• [Dataset entries]:
┌──

//! The shared CoAP message frame: version, type, code, message ID, token,
//! options, and payload. §3/§4.1 of the design.
//!
//! [`Request`](crate::req::Request) and [`Response`](crate::resp::Response)
//! are typed variants built on top of this shared shape; see their modules
//! for the constraints each enforces (e.g. a `Response` can never be `Con`).

pub mod codec;
pub mod option;

pub use option::{ContentFormat, OptNumber};

use crate::error::{Error, FormatError};

/// CoAP protocol version. Always 1; the 2-bit field exists for forward
/// compatibility that RFC 7252 never exercises.
pub const VERSION: u8 = 1;

/// Message type, RFC 7252 §3.
#[derive(Debug, Clone, Copy, PartialEq, Eq, Hash)]
pub enum Type {
  /// Confirmable: retransmitted until ACKed or RSTed, or the retry budget
  /// is exhausted.
  Con,
  /// Non-confirmable: fire-and-forget.
  Non,
  /// Acknowledgement of a CON.
  Ack,
  /// Reset: "I got your message but can't/won't process it."
  Rst,
}

impl Type {
  pub(crate) fn bits(self) -> u8 {
    match self {
      | Type::Con => 0,
      | Type::Non => 1,
      | Type::Ack => 2,
      | Type::Rst => 3,
    }
  }

  pub(crate) fn from_bits(bits: u8) -> Self {
    match bits & 0b11 {
      | 0 => Type::Con,
      | 1 => Type::Non,
      | 2 => Type::Ack,
      | _ => Type::Rst,
    }
  }
}

/// An 8-bit CoAP code, split into a 3-bit class and 5-bit detail and
/// conventionally written `class.detail` (e.g. `2.05`).
#[derive(Debug, Clone, Copy, PartialEq, Eq, Hash)]
pub struct Code {
  pub class: u8,
  pub detail: u8,
}

impl Code {
  pub const fn new(class: u8, detail: u8) -> Self {
    Self { class, detail }
  }

  /// `0.00`: used for pings and bare ACK/RST.
  pub const EMPTY: Code = Code::new(0, 0);

  pub(crate) fn byte(self) -> u8 {
    (self.class << 5) | (self.detail & 0b0001_1111)
  }

  pub(crate) fn from_byte(byte: u8) -> Self {
    Self { class: byte >> 5, detail: byte & 0b0001_1111 }
  }

  /// One of the four recognized request codes (§3): `0.01 GET`, `0.02
  /// POST`, `0.03 PUT`, `0.04 DELETE`. Other class-0 codes are not valid
  /// requests even though they share the request class.
  pub fn is_request(self) -> bool {
    self.class == 0 && matches!(self.detail, 1..=4)
  }

  /// Class 2, 4, or 5: a response code.
  pub fn is_response(self) -> bool {
    matches!(self.class, 2 | 4 | 5)
  }

  /// `0.00`: used for pings and bare ACK/RST.
  pub fn is_empty(self) -> bool {
    self.class == 0 && self.detail == 0
  }
}

impl std::fmt::Display for Code {
  fn fmt(&self, f: &mut std::fmt::Formatter<'_>) -> std::fmt::Result {
    write!(f, "{}.{:02}", self.class, self.detail)
  }
}

/// 16-bit message ID, used to match ACK/RST to the CON (or NON) they
/// respond to.
pub type MessageId = u16;

/// The 0-8 byte opaque token that matches a response (including separate
/// responses and Observe notifications) to its originating request.
#[derive(Debug, Clone, Default, PartialEq, Eq, Hash)]
pub struct Token(pub Vec<u8>);

impl Token {
  pub fn new(bytes: impl Into<Vec<u8>>) -> Result<Self, Error> {
    let bytes = bytes.into();
    if bytes.len() > 8 {
      return Err(Error::argument(format!("token length {} exceeds 8", bytes.len())));
    }
    Ok(Self(bytes))
  }

  pub fn empty() -> Self {
    Self(Vec::new())
  }

  pub fn len(&self) -> usize {
    self.0.len()
  }

  pub fn is_empty(&self) -> bool {
    self.0.is_empty()
  }
}

/// The shared message frame backing both [`crate::req::Request`] and
/// [`crate::resp::Response`].
///
/// Options are stored as an ordered `(number, value)` sequence rather than
/// the delta-encoded wire representation; [`codec`] computes deltas only at
/// the moment of encoding.
#[derive(Debug, Clone, PartialEq)]
pub struct Message {
  pub ty: Type,
  pub code: Code,
  pub id: MessageId,
  pub token: Token,
  options: Vec<(OptNumber, Vec<u8>)>,
  pub payload: Option<Vec<u8>>,
}

impl Message {
  pub fn new(ty: Type, code: Code, id: MessageId, token: Token) -> Self {
    Self { ty, code, id, token, options: Vec::new(), payload: None }
  }

  /// All options currently on this message, in ascending number order.
  pub fn options(&self) -> &[(OptNumber, Vec<u8>)] {
    &self.options
  }

  /// All values for a given option number, in the order they were added.
  pub fn option_values(&self, number: OptNumber) -> impl Iterator<Item = &[u8]> {
    self.options.iter().filter(move |(n, _)| *n == number).map(|(_, v)| v.as_slice())
  }

  /// The first value for a given option number, if present.
  pub fn option_value(&self, number: OptNumber) -> Option<&[u8]> {
    self.option_values(number).next()
  }

  /// Append an option, enforcing the non-repeatable rule at the single
  /// insertion point every caller goes through, so there's no separate path
  /// that could bypass it.
  pub fn push_option(&mut self, number: OptNumber, value: Vec<u8>) -> Result<(), Error> {
    if option::is_non_repeatable(number) && self.options.iter().any(|(n, _)| *n == number) {
      return Err(Error::argument(format!("option {number} is non-repeatable and already set")));
    }
    self.options.push((number, value));
    self.options.sort_by_key(|(n, _)| *n);
    Ok(())
  }

  pub fn payload_bytes(&self) -> &[u8] {
    self.payload.as_deref().unwrap_or(&[])
  }
}

pub(crate) fn validate_token_len(len: usize) -> Result<(), FormatError> {
  if len > 8 {
    Err(FormatError::BadTokenLength(len as u8))
  } else {
    Ok(())
  }
}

└──

• [WORK ORDER]:
Going through the entries above, tally each line that has the word "CoAP". Answer with the number only.

• [RESPONSE BOX]:
3